→ **Problem description**: From the data below, copy out every line in which the word "bool" occurs.

→ **Data records**:

|---|

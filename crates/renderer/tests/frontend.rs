//! Frontend behavior against a scripted backend.

use std::cell::RefCell;
use std::collections::VecDeque;
use std::ffi::CStr;
use std::rc::Rc;

use ember_renderer::{RenderPacket, Renderer, RendererBackend};
use ember_rhi::surface::SurfaceSource;
use ember_rhi::{RhiError, RhiResult, vk};

#[derive(Debug, Clone, PartialEq)]
enum Call {
    Initialize(String),
    Shutdown,
    Resized(u32, u32),
    Begin,
    End,
}

type BeginResult = RhiResult<bool>;

/// Replays queued `begin_frame` results and logs every call.
struct ScriptedBackend {
    calls: Rc<RefCell<Vec<Call>>>,
    begin_results: VecDeque<BeginResult>,
    fail_end: bool,
}

impl ScriptedBackend {
    fn new(calls: Rc<RefCell<Vec<Call>>>, begin_results: Vec<BeginResult>) -> Self {
        Self {
            calls,
            begin_results: begin_results.into(),
            fail_end: false,
        }
    }
}

impl RendererBackend for ScriptedBackend {
    fn initialize(&mut self, app_name: &str, _platform: &dyn SurfaceSource) -> RhiResult<()> {
        self.calls
            .borrow_mut()
            .push(Call::Initialize(app_name.to_string()));
        Ok(())
    }

    fn shutdown(&mut self) {
        self.calls.borrow_mut().push(Call::Shutdown);
    }

    fn resized(&mut self, width: u32, height: u32) {
        self.calls.borrow_mut().push(Call::Resized(width, height));
    }

    fn begin_frame(&mut self, _delta_time: f32) -> RhiResult<bool> {
        self.calls.borrow_mut().push(Call::Begin);
        self.begin_results.pop_front().unwrap_or(Ok(true))
    }

    fn end_frame(&mut self, _delta_time: f32) -> RhiResult<()> {
        self.calls.borrow_mut().push(Call::End);
        if self.fail_end {
            Err(RhiError::VulkanError(vk::Result::ERROR_DEVICE_LOST))
        } else {
            Ok(())
        }
    }
}

struct NoSurface;

impl SurfaceSource for NoSurface {
    fn required_extensions(&self, _extensions: &mut Vec<&'static CStr>) -> RhiResult<()> {
        Ok(())
    }

    fn create_surface(
        &self,
        _entry: &ash::Entry,
        _instance: &ash::Instance,
    ) -> RhiResult<vk::SurfaceKHR> {
        Err(RhiError::SurfaceError("headless".to_string()))
    }

    fn framebuffer_size(&self) -> (u32, u32) {
        (640, 480)
    }
}

fn packet() -> RenderPacket {
    RenderPacket { delta_time: 0.016 }
}

#[test]
fn test_draw_frame_calls_begin_then_end() {
    let calls = Rc::new(RefCell::new(Vec::new()));
    let mut renderer = Renderer::new(Box::new(ScriptedBackend::new(calls.clone(), vec![])));

    renderer.draw_frame(&packet()).unwrap();

    assert_eq!(*calls.borrow(), vec![Call::Begin, Call::End]);
    assert_eq!(renderer.frame_number(), 1);
}

#[test]
fn test_skipped_frame_does_not_end_or_count() {
    let calls = Rc::new(RefCell::new(Vec::new()));
    let mut renderer = Renderer::new(Box::new(ScriptedBackend::new(
        calls.clone(),
        vec![Ok(false), Ok(true)],
    )));

    renderer.draw_frame(&packet()).unwrap();
    renderer.draw_frame(&packet()).unwrap();

    assert_eq!(
        *calls.borrow(),
        vec![Call::Begin, Call::Begin, Call::End]
    );
    assert_eq!(renderer.frame_number(), 1);
}

#[test]
fn test_begin_failure_is_fatal() {
    let calls = Rc::new(RefCell::new(Vec::new()));
    let mut renderer = Renderer::new(Box::new(ScriptedBackend::new(
        calls.clone(),
        vec![Err(RhiError::FenceTimeout { timeout_ns: 1 })],
    )));

    let result = renderer.draw_frame(&packet());

    assert!(matches!(result, Err(RhiError::FenceTimeout { .. })));
    assert_eq!(*calls.borrow(), vec![Call::Begin]);
    assert_eq!(renderer.frame_number(), 0);
}

#[test]
fn test_end_failure_is_fatal() {
    let calls = Rc::new(RefCell::new(Vec::new()));
    let mut backend = ScriptedBackend::new(calls.clone(), vec![]);
    backend.fail_end = true;
    let mut renderer = Renderer::new(Box::new(backend));

    let result = renderer.draw_frame(&packet());

    assert!(matches!(
        result,
        Err(RhiError::VulkanError(vk::Result::ERROR_DEVICE_LOST))
    ));
    assert_eq!(*calls.borrow(), vec![Call::Begin, Call::End]);
}

#[test]
fn test_lifecycle_calls_are_forwarded() {
    let calls = Rc::new(RefCell::new(Vec::new()));
    let mut renderer = Renderer::new(Box::new(ScriptedBackend::new(calls.clone(), vec![])));

    renderer.initialize("lifecycle", &NoSurface).unwrap();
    renderer.resized(1920, 1080);
    renderer.draw_frame(&packet()).unwrap();
    renderer.shutdown();

    assert_eq!(
        *calls.borrow(),
        vec![
            Call::Initialize("lifecycle".to_string()),
            Call::Resized(1920, 1080),
            Call::Begin,
            Call::End,
            Call::Shutdown,
        ]
    );
}

#[test]
fn test_frame_number_counts_successful_frames() {
    let calls = Rc::new(RefCell::new(Vec::new()));
    let script = vec![Ok(true), Ok(false), Ok(true), Ok(true), Ok(false)];
    let mut renderer = Renderer::new(Box::new(ScriptedBackend::new(calls.clone(), script)));

    for _ in 0..5 {
        renderer.draw_frame(&packet()).unwrap();
    }

    assert_eq!(renderer.frame_number(), 3);
    let ends = calls.borrow().iter().filter(|c| **c == Call::End).count();
    assert_eq!(ends, 3);
}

|---|

→ **Task output**:
type BeginResult = RhiResult<bool>;
    fail_end: bool,
    fn begin_frame(&mut self, _delta_time: f32) -> RhiResult<bool> {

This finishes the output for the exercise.